Provided material

//! The storage facade: segregated sub-interfaces and their union.
//!
//! Callers depend on the narrowest capability they need (a documentation
//! renderer takes a `VersionReader`, an ingest path takes `VersionWriter +
//! FileStorage`). Backends implement the union `Storage` by composing the
//! pieces. Every method takes an `OpContext` first and is safe to call
//! from any number of concurrent tasks.

use crate::context::OpContext;
use crate::errors::StorageError;
use crate::health::HealthReport;
use crate::types::{
    DependencyNode, Module, ModuleUpdate, ModuleVersion, NewModule, NewVersion, Page,
    PageRequest, VersionFile, VersionUpdate,
};
use async_trait::async_trait;
use bytes::Bytes;
use std::time::Duration;
use tokio::io::AsyncRead;

/// Read access to module records.
#[async_trait]
pub trait ModuleReader: Send + Sync {
    /// Fetch one module by name. `NotFound` when it does not exist.
    async fn get_module(&self, ctx: &OpContext, name: &str) -> Result<Module, StorageError>;

    /// All modules ordered by name.
    async fn list_modules(&self, ctx: &OpContext) -> Result<Vec<Module>, StorageError>;

    /// One page of modules ordered by name, with the total count taken
    /// under the same snapshot.
    async fn list_modules_paginated(
        &self,
        ctx: &OpContext,
        page: PageRequest,
    ) -> Result<Page<Module>, StorageError>;
}

/// Write access to module records.
#[async_trait]
pub trait ModuleWriter: Send + Sync {
    /// Create a module. `AlreadyExists` on name collision,
    /// `InvalidArgument` on a malformed name. Invalidates the `module:*`
    /// key family.
    async fn create_module(
        &self,
        ctx: &OpContext,
        module: NewModule,
    ) -> Result<Module, StorageError>;

    /// Mutate module metadata (display name, description). The name is
    /// stable and cannot change.
    async fn update_module(
        &self,
        ctx: &OpContext,
        name: &str,
        update: ModuleUpdate,
    ) -> Result<Module, StorageError>;
}

/// Read access to versions and their files.
#[async_trait]
pub trait VersionReader: Send + Sync {
    /// Full version record: file metadata and declared dependencies.
    async fn get_version(
        &self,
        ctx: &OpContext,
        module: &str,
        version: &str,
    ) -> Result<ModuleVersion, StorageError>;

    /// Version summaries for a module, newest first.
    async fn list_versions(
        &self,
        ctx: &OpContext,
        module: &str,
    ) -> Result<Vec<ModuleVersion>, StorageError>;

    async fn list_versions_paginated(
        &self,
        ctx: &OpContext,
        module: &str,
        page: PageRequest,
    ) -> Result<Page<ModuleVersion>, StorageError>;

    /// Most recently created version of a module. `NotFound` when the
    /// module has no versions.
    async fn latest_version(
        &self,
        ctx: &OpContext,
        module: &str,
    ) -> Result<ModuleVersion, StorageError>;

    /// One file of one version, with content attached. Metadata comes
    /// from the cache or metadata store; bytes are fetched lazily by
    /// content hash.
    async fn get_file(
        &self,
        ctx: &OpContext,
        module: &str,
        version: &str,
        path: &str,
    ) -> Result<VersionFile, StorageError>;

    /// The fully resolved dependency tree rooted at `(module, version)`.
    /// `NotFound` when the root version does not exist; `Precondition`
    /// when the chain exceeds the resolution depth limit.
    async fn dependency_tree(
        &self,
        ctx: &OpContext,
        module: &str,
        version: &str,
    ) -> Result<DependencyNode, StorageError>;
}

/// Write access to versions.
#[async_trait]
pub trait VersionWriter: Send + Sync {
    /// Create an immutable version snapshot. Transactional: every file
    /// row, dependency row and content blob commits, or none of them.
    /// `AlreadyExists` on a duplicate `(module, version)`, `NotFound`
    /// when the module is missing, `Precondition` when a declared
    /// dependency is unresolvable.
    async fn create_version(
        &self,
        ctx: &OpContext,
        version: NewVersion,
    ) -> Result<ModuleVersion, StorageError>;

    /// Update lifecycle state and metadata only; never touches files.
    /// `Precondition` when the requested state transition is not a
    /// forward move.
    async fn update_version(
        &self,
        ctx: &OpContext,
        module: &str,
        version: &str,
        update: VersionUpdate,
    ) -> Result<ModuleVersion, StorageError>;
}

/// Content-addressed access to raw file bytes.
#[async_trait]
pub trait FileStorage: Send + Sync {
    /// Raw bytes for a content hash. `NotFound` for an unknown hash.
    async fn get_file_content(
        &self,
        ctx: &OpContext,
        content_hash: &str,
    ) -> Result<Bytes, StorageError>;

    /// Stream content into the blob store and return its content hash.
    /// Idempotent: identical bytes always yield the same hash and a
    /// single stored blob.
    async fn put_file_content(
        &self,
        ctx: &OpContext,
        reader: &mut (dyn AsyncRead + Send + Unpin),
        content_type: &str,
    ) -> Result<String, StorageError>;
}

/// Opaque compiled artifacts keyed by `(module, version, language)`.
#[async_trait]
pub trait ArtifactStorage: Send + Sync {
    async fn get_compiled_artifact(
        &self,
        ctx: &OpContext,
        module: &str,
        version: &str,
        language: &str,
    ) -> Result<Bytes, StorageError>;

    /// Atomically replaces any previous artifact under the same key.
    async fn put_compiled_artifact(
        &self,
        ctx: &OpContext,
        module: &str,
        version: &str,
        language: &str,
        payload: Bytes,
    ) -> Result<(), StorageError>;
}

/// Explicit cache invalidation, used by the facade itself on writes and
/// exposed for operational tooling.
#[async_trait]
pub trait CacheManager: Send + Sync {
    /// Remove every cache entry matching the glob-style patterns from
    /// both cache levels. A network-cache failure is logged and metered
    /// but does not fail the call.
    async fn invalidate_cache(
        &self,
        ctx: &OpContext,
        patterns: &[String],
    ) -> Result<(), StorageError>;
}

/// Composite readiness/liveness over every attached substrate.
#[async_trait]
pub trait HealthChecker: Send + Sync {
    async fn health_check(&self, ctx: &OpContext) -> Result<HealthReport, StorageError>;
}

/// The full storage contract: the union of all sub-interfaces plus
/// teardown. Backends implement the pieces; consumers should prefer the
/// narrowest sub-trait that covers their needs.
#[async_trait]
pub trait Storage:
    ModuleReader
    + ModuleWriter
    + VersionReader
    + VersionWriter
    + FileStorage
    + ArtifactStorage
    + CacheManager
    + HealthChecker
{
    /// Drain in-flight operations up to the grace period, then release
    /// pools, clients and caches. Operations still running past the
    /// grace period observe `Canceled`.
    async fn close(&self, grace: Duration) -> Result<(), StorageError>;
}
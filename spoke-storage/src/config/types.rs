//! Configuration types for the storage core.
//!
//! Every struct deserializes with serde and carries usable defaults, so a
//! config file, an environment loader and tests all build the same types.
//! Durations are plain integer seconds in configuration and converted at
//! the point of use.

use serde::{Deserialize, Serialize};
use std::path::PathBuf;
use std::str::FromStr;
use std::time::Duration;

/// Which backend driver to construct at bootstrap.
#[derive(Debug, Clone, Copy, PartialEq, Eq, Serialize, Deserialize)]
#[serde(rename_all = "lowercase")]
pub enum BackendType {
    /// Directory-rooted driver for development and low-dependency deployments.
    Filesystem,
    /// Relational metadata with content stored in the same database.
    Postgres,
    /// Relational metadata plus an S3-compatible object store. Production target.
    Hybrid,
}

impl Default for BackendType {
    fn default() -> Self {
        BackendType::Filesystem
    }
}

impl BackendType {
    pub fn as_str(self) -> &'static str {
        match self {
            BackendType::Filesystem => "filesystem",
            BackendType::Postgres => "postgres",
            BackendType::Hybrid => "hybrid",
        }
    }
}

impl FromStr for BackendType {
    type Err = String;

    fn from_str(s: &str) -> Result<Self, Self::Err> {
        match s.trim().to_ascii_lowercase().as_str() {
            "filesystem" | "fs" => Ok(BackendType::Filesystem),
            "postgres" => Ok(BackendType::Postgres),
            "hybrid" => Ok(BackendType::Hybrid),
            other => Err(format!(
                "unknown storage type {:?} (expected filesystem, postgres or hybrid)",
                other
            )),
        }
    }
}

#[derive(Debug, Clone, Default, PartialEq, Serialize, Deserialize)]
pub struct FilesystemConfig {
    /// Root directory for the filesystem driver. Created at bootstrap if
    /// absent; failure to create it is fatal.
    #[serde(default)]
    pub root: Option<PathBuf>,
}

#[derive(Debug, Clone, PartialEq, Serialize, Deserialize)]
pub struct MetadataStoreConfig {
    /// Primary connection URL. Writes and read-your-writes paths always
    /// land here.
    #[serde(default)]
    pub url: String,
    /// Optional read replicas; read-only operations round-robin over
    /// them and fall back to the primary.
    #[serde(default)]
    pub replica_urls: Vec<String>,
    #[serde(default = "default_max_conns")]
    pub max_conns: u32,
    #[serde(default)]
    pub min_conns: u32,
    /// Per-query timeout in seconds.
    #[serde(default = "default_query_timeout_secs")]
    pub timeout_secs: u64,
}

impl Default for MetadataStoreConfig {
    fn default() -> Self {
        Self {
            url: String::new(),
            replica_urls: Vec::new(),
            max_conns: default_max_conns(),
            min_conns: 0,
            timeout_secs: default_query_timeout_secs(),
        }
    }
}

impl MetadataStoreConfig {
    pub fn query_timeout(&self) -> Duration {
        Duration::from_secs(self.timeout_secs.max(1))
    }
}

#[derive(Debug, Clone, Default, PartialEq, Serialize, Deserialize)]
pub struct ObjectStoreConfig {
    /// Custom endpoint for S3-compatible backends; unset means AWS.
    #[serde(default)]
    pub endpoint: Option<String>,
    #[serde(default = "default_region")]
    pub region: String,
    #[serde(default)]
    pub bucket: String,
    #[serde(default)]
    pub access_key: String,
    #[serde(default)]
    pub secret_key: String,
    #[serde(default)]
    pub use_path_style: bool,
    #[serde(default)]
    pub force_path_style: bool,
}

impl ObjectStoreConfig {
    /// Either flag selects path-style addressing.
    pub fn path_style(&self) -> bool {
        self.use_path_style || self.force_path_style
    }
}

#[derive(Debug, Clone, PartialEq, Serialize, Deserialize)]
pub struct NetworkCacheConfig {
    /// Redis URL. Unset disables the L2 tier entirely.
    #[serde(default)]
    pub url: Option<String>,
    #[serde(default)]
    pub password: Option<String>,
    #[serde(default)]
    pub db: i64,
    #[serde(default = "default_cache_retries")]
    pub max_retries: u32,
    /// Accepted for config-surface compatibility; the multiplexed
    /// connection manager does not pool.
    #[serde(default = "default_cache_pool_size")]
    pub pool_size: u32,
}

impl Default for NetworkCacheConfig {
    fn default() -> Self {
        Self {
            url: None,
            password: None,
            db: 0,
            max_retries: default_cache_retries(),
            pool_size: default_cache_pool_size(),
        }
    }
}

/// TTLs per cache key family, in seconds.
#[derive(Debug, Clone, PartialEq, Serialize, Deserialize)]
pub struct CacheTtlConfig {
    #[serde(default = "default_hour_secs")]
    pub module_secs: u64,
    #[serde(default = "default_hour_secs")]
    pub version_secs: u64,
    #[serde(default = "default_half_hour_secs")]
    pub version_full_secs: u64,
    #[serde(default = "default_five_minutes_secs")]
    pub version_list_secs: u64,
    #[serde(default = "default_minute_secs")]
    pub latest_secs: u64,
    #[serde(default = "default_day_secs")]
    pub compiled_secs: u64,
    #[serde(default = "default_day_secs")]
    pub proto_content_secs: u64,
    #[serde(default = "default_hour_secs")]
    pub dependency_tree_secs: u64,
}

impl Default for CacheTtlConfig {
    fn default() -> Self {
        Self {
            module_secs: default_hour_secs(),
            version_secs: default_hour_secs(),
            version_full_secs: default_half_hour_secs(),
            version_list_secs: default_five_minutes_secs(),
            latest_secs: default_minute_secs(),
            compiled_secs: default_day_secs(),
            proto_content_secs: default_day_secs(),
            dependency_tree_secs: default_hour_secs(),
        }
    }
}

#[derive(Debug, Clone, PartialEq, Serialize, Deserialize)]
pub struct CachePolicyConfig {
    #[serde(default = "default_true")]
    pub enabled: bool,
    /// L1 capacity in bytes of serialized payload.
    #[serde(default = "default_l1_bytes")]
    pub l1_max_bytes: usize,
    #[serde(default)]
    pub ttl: CacheTtlConfig,
}

impl Default for CachePolicyConfig {
    fn default() -> Self {
        Self {
            enabled: true,
            l1_max_bytes: default_l1_bytes(),
            ttl: CacheTtlConfig::default(),
        }
    }
}

/// Top-level storage configuration, typically loaded from the
/// environment at bootstrap.
#[derive(Debug, Clone, Default, PartialEq, Serialize, Deserialize)]
pub struct StorageConfig {
    #[serde(default)]
    pub backend: BackendType,
    #[serde(default)]
    pub filesystem: FilesystemConfig,
    #[serde(default)]
    pub metadata: MetadataStoreConfig,
    #[serde(default)]
    pub object_store: ObjectStoreConfig,
    #[serde(default)]
    pub network_cache: NetworkCacheConfig,
    #[serde(default)]
    pub cache: CachePolicyConfig,
}

fn default_max_conns() -> u32 {
    10
}

fn default_query_timeout_secs() -> u64 {
    5
}

fn default_region() -> String {
    "us-east-1".to_string()
}

fn default_cache_retries() -> u32 {
    3
}

fn default_cache_pool_size() -> u32 {
    8
}

fn default_true() -> bool {
    true
}

fn default_l1_bytes() -> usize {
    10 * 1024 * 1024
}

fn default_hour_secs() -> u64 {
    3600
}

fn default_half_hour_secs() -> u64 {
    1800
}

fn default_five_minutes_secs() -> u64 {
    300
}

fn default_minute_secs() -> u64 {
    60
}

fn default_day_secs() -> u64 {
    86400
}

What is required
Every line above carrying the word "password" needs to be shown.

Answer to this task
    pub password: Option<String>,
            password: None,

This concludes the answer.